* [PROBLEM DESCRIPTION]: Scan the lines below for the string "status". Reply with how many match, and no other words.

* [PROVIDED INFORMATION]:
====

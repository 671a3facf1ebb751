//! CLI binary for pagescribe.
//!
//! A thin shim over the library crate that maps CLI flags to `RunConfig`
//! and prints per-document results.

use anyhow::{Context, Result};
use clap::Parser;
use pagescribe::{assemble, run, PagescribeError, RunConfig};
use std::io;
use std::path::PathBuf;
use std::process::ExitCode;
use tracing_subscriber::EnvFilter;

// ── ANSI colour helpers (no extra deps) ──────────────────────────────────────

fn green(s: &str) -> String {
    format!("\x1b[32m{s}\x1b[0m")
}
fn red(s: &str) -> String {
    format!("\x1b[31m{s}\x1b[0m")
}
fn dim(s: &str) -> String {
    format!("\x1b[2m{s}\x1b[0m")
}
fn bold(s: &str) -> String {
    format!("\x1b[1m{s}\x1b[0m")
}

const AFTER_HELP: &str = r#"FILENAME CONVENTION:
  Pages group into documents by name: a title, a separator (space, 'X',
  '-' or '_'), and a page number.

    AlgebraX1.png  AlgebraX2.png        → document "Algebra"
    Quick Notes 1.jpg  Quick Notes 2.jpg → document "Quick Notes"

  PDFs in the folder are expanded first: Report.pdf becomes
  Report_1.png, Report_2.png, ... and groups as document "Report".

CACHING:
  Results are written through to processed_log.json inside the source
  folder after every page. Re-running only transcribes pages that are new
  or have changed on disk. Delete a page's entry from the log to force a
  retranscription.

ENVIRONMENT VARIABLES:
  GEMINI_API_KEY    Gemini API key (GOOGLE_API_KEY also accepted)

SETUP:
  1. Set API key:   export GEMINI_API_KEY=...
  2. Run:           pagescribe ~/scans/linear-algebra
"#;

/// Transcribe a folder of scanned handwritten pages into LaTeX and Markdown.
#[derive(Parser, Debug)]
#[command(
    name = "pagescribe",
    version,
    about = "Transcribe scanned handwritten pages into LaTeX and Markdown",
    long_about = "Transcribe a folder of scanned or photographed handwritten pages into \
per-document LaTeX and Markdown files using a vision model. Pages are grouped into \
documents by filename convention; PDFs are expanded into page images first.",
    arg_required_else_help = true,
    color = clap::ColorChoice::Auto,
    after_long_help = AFTER_HELP
)]
struct Cli {
    /// Source directory containing the scanned pages (and the ledger).
    source_dir: PathBuf,

    /// Write .tex/.md files here instead of the source directory.
    #[arg(short, long, env = "PAGESCRIBE_OUTPUT_DIR")]
    output_dir: Option<PathBuf>,

    /// Vision model ID.
    #[arg(long, env = "PAGESCRIBE_MODEL", default_value = pagescribe::DEFAULT_MODEL)]
    model: String,

    /// Transcription API key (falls back to GEMINI_API_KEY / GOOGLE_API_KEY).
    #[arg(long, env = "PAGESCRIBE_API_KEY", hide_env_values = true)]
    api_key: Option<String>,

    /// Pause after every live transcription call, in milliseconds.
    #[arg(long, env = "PAGESCRIBE_DELAY_MS", default_value_t = 1000)]
    delay_ms: u64,

    /// Per-transcription-call timeout in seconds.
    #[arg(long, env = "PAGESCRIBE_API_TIMEOUT", default_value_t = 120)]
    api_timeout: u64,

    /// Enable DEBUG-level tracing logs.
    #[arg(short, long, env = "PAGESCRIBE_VERBOSE")]
    verbose: bool,

    /// Suppress all output except errors.
    #[arg(short, long, env = "PAGESCRIBE_QUIET")]
    quiet: bool,
}

#[tokio::main]
async fn main() -> Result<ExitCode> {
    let cli = Cli::parse();

    // ── Logging setup ────────────────────────────────────────────────────
    let filter = if cli.quiet {
        "error"
    } else if cli.verbose {
        "debug"
    } else {
        "info"
    };
    tracing_subscriber::fmt()
        .with_env_filter(
            EnvFilter::try_from_default_env().unwrap_or_else(|_| EnvFilter::new(filter)),
        )
        .with_writer(io::stderr)
        .init();

    // ── Build config ─────────────────────────────────────────────────────
    let mut builder = RunConfig::builder()
        .model(&cli.model)
        .inter_page_delay_ms(cli.delay_ms)
        .api_timeout_secs(cli.api_timeout);
    if let Some(ref key) = cli.api_key {
        builder = builder.api_key(key);
    }
    if let Some(ref dir) = cli.output_dir {
        builder = builder.output_dir(dir);
    }
    let config = builder.build().context("Invalid configuration")?;

    // ── Run ──────────────────────────────────────────────────────────────
    let summary = match run(&cli.source_dir, &config).await {
        Ok(summary) => summary,
        Err(e @ PagescribeError::TranscriberNotConfigured { .. }) => {
            eprintln!("{} Configuration Error: {e}", red("✘"));
            return Ok(ExitCode::FAILURE);
        }
        Err(e) => {
            eprintln!("{} {e}", red("✘"));
            return Ok(ExitCode::FAILURE);
        }
    };

    // ── Report ───────────────────────────────────────────────────────────
    if !cli.quiet {
        for doc in &summary.documents {
            let written = [doc.tex_path.as_ref(), doc.md_path.as_ref()]
                .into_iter()
                .flatten()
                .map(|p| p.display().to_string())
                .collect::<Vec<_>>()
                .join(", ");
            eprintln!(
                "{} {}  {}  →  {}",
                green("✔"),
                bold(&doc.title),
                dim(&format!("{} pages", doc.page_count)),
                written
            );
        }
        let s = &summary.stats;
        eprintln!(
            "{} pages  ({} cached, {} transcribed, {} failed)  {}ms",
            s.total_pages, s.cached_pages, s.transcribed_pages, s.failed_pages, s.duration_ms
        );

        if s.transcribed_pages > 0 {
            eprintln!("\nAdd the following packages to your main LaTeX document:");
            eprintln!("{}", assemble::LATEX_PACKAGES_BLOCK);
        }
    }

    let any_unwritten = summary
        .documents
        .iter()
        .any(|d| d.tex_path.is_none() || d.md_path.is_none());
    Ok(if any_unwritten {
        ExitCode::FAILURE
    } else {
        ExitCode::SUCCESS
    })
}
//! Error types for the pagescribe library.
//!
//! Two distinct error types reflect two distinct failure modes:
//!
//! * [`PagescribeError`] — **Fatal**: the run cannot proceed at all
//!   (missing source directory, no transcription credential). Returned as
//!   `Err(PagescribeError)` from [`crate::run::run`].
//!
//! * [`TranscribeError`] — **Non-fatal**: a single page's transcription
//!   call failed. The orchestrator converts it into error-marker content
//!   (see [`crate::content::PageContent::error_marker`]) and the run
//!   continues, so one bad page never loses the rest of the document.
//!
//! Everything in between — a PDF that will not rasterise, an image that
//! will not decode, a ledger or output file that will not write — is
//! logged at the point of failure and degrades per component contract
//! rather than surfacing as an error type at all.

use std::path::PathBuf;
use thiserror::Error;

/// All fatal errors returned by the pagescribe library.
///
/// Per-page transcription failures use [`TranscribeError`] and are folded
/// into page content rather than propagated here.
#[derive(Debug, Error)]
pub enum PagescribeError {
    // ── Setup errors (the only fatal category) ────────────────────────────
    /// Source directory was not found at the given path.
    #[error("Source directory not found: '{path}'\nCheck the path exists and is readable.")]
    SourceDirNotFound { path: PathBuf },

    /// The source path exists but is not a directory.
    #[error("'{path}' is not a directory")]
    NotADirectory { path: PathBuf },

    /// No transcription service credential could be resolved.
    #[error("Transcription service is not configured.\n{hint}")]
    TranscriberNotConfigured { hint: String },

    /// Builder validation failed.
    #[error("Invalid configuration: {0}")]
    InvalidConfig(String),

    // ── Non-fatal-to-the-run errors surfaced to callers of the leaf APIs ──
    /// A PDF could not be opened or rasterised.
    ///
    /// The orchestrator logs this and continues with the next PDF; only
    /// direct callers of [`crate::pipeline::expand::expand_pdf`] see it.
    #[error("Failed to expand PDF '{path}': {detail}")]
    PdfExpandFailed { path: PathBuf, detail: String },

    /// The ledger document could not be persisted.
    #[error("Failed to write ledger '{path}': {source}")]
    LedgerWriteFailed {
        path: PathBuf,
        #[source]
        source: std::io::Error,
    },

    // ── Catch-all ─────────────────────────────────────────────────────────
    /// Unexpected internal error.
    #[error("Internal error: {0}")]
    Internal(String),
}

/// A failure at the transcription service boundary.
///
/// Never propagated past the orchestrator: [`crate::run::run`] converts
/// any variant into error-marker page content tagged with the offending
/// file name, so downstream document assembly always has something to
/// write.
#[derive(Debug, Error)]
pub enum TranscribeError {
    /// The page image could not be read from disk.
    #[error("failed to read image '{path}': {source}")]
    ImageRead {
        path: PathBuf,
        #[source]
        source: std::io::Error,
    },

    /// The HTTP request itself failed (connection, timeout, TLS).
    #[error("transcription request failed: {0}")]
    Request(#[from] reqwest::Error),

    /// The service answered with a non-success status.
    #[error("transcription API returned HTTP {status}: {body}")]
    Api { status: u16, body: String },

    /// The service answered 200 but the body did not carry usable content.
    #[error("unparsable transcription response: {detail}")]
    UnparsableResponse { detail: String },
}
//! Page content: the transcription result for a single page.
//!
//! ## Why an untagged enum?
//!
//! The ledger file has lived through two schemas. Early versions stored the
//! transcription as a bare string of LaTeX; the current schema stores an
//! object with separate `latex` and `markdown` fields. Ledgers written by
//! either version must keep loading, so [`PageContent`] is a
//! `#[serde(untagged)]` variant: an object deserialises as
//! [`PageContent::Structured`], a plain string as [`PageContent::Legacy`].
//! Writers only ever emit the structured form.

use serde::{Deserialize, Serialize};

/// The transcription result for one page, in both schemas the ledger
/// accepts on read.
#[derive(Debug, Clone, PartialEq, Eq, Serialize, Deserialize)]
#[serde(untagged)]
pub enum PageContent {
    /// Current schema: one transcript per output flavour.
    Structured {
        /// LaTeX body code for the page (no preamble).
        latex: String,
        /// Markdown rendition of the same page.
        markdown: String,
    },
    /// Legacy schema: a single LaTeX string from an older ledger.
    Legacy(String),
}

impl PageContent {
    /// Build error-marker content for a page whose transcription failed.
    ///
    /// The marker is stored in the ledger in place of a real result, so a
    /// permanently failing page is not retried on every run. Both streams
    /// carry the same comment-formatted text; `%` keeps it inert in the
    /// assembled LaTeX.
    pub fn error_marker(file_name: &str, detail: &str) -> Self {
        let msg = format!("% Error processing image: {file_name}\n% Error details: {detail}");
        PageContent::Structured {
            latex: msg.clone(),
            markdown: msg,
        }
    }

    /// The LaTeX stream for this page.
    pub fn latex(&self) -> &str {
        match self {
            PageContent::Structured { latex, .. } => latex,
            PageContent::Legacy(s) => s,
        }
    }

    /// The Markdown stream for this page.
    ///
    /// Legacy entries never had a Markdown rendition; they are wrapped in a
    /// fenced `latex` block with a note, so the assembled Markdown document
    /// still has one section per page.
    pub fn markdown(&self) -> String {
        match self {
            PageContent::Structured { markdown, .. } => markdown.clone(),
            PageContent::Legacy(s) => {
                format!("*(Markdown not generated for this cached page)*\n\n```latex\n{s}\n```")
            }
        }
    }
}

====

* [THE COMPLETED TASK]: 3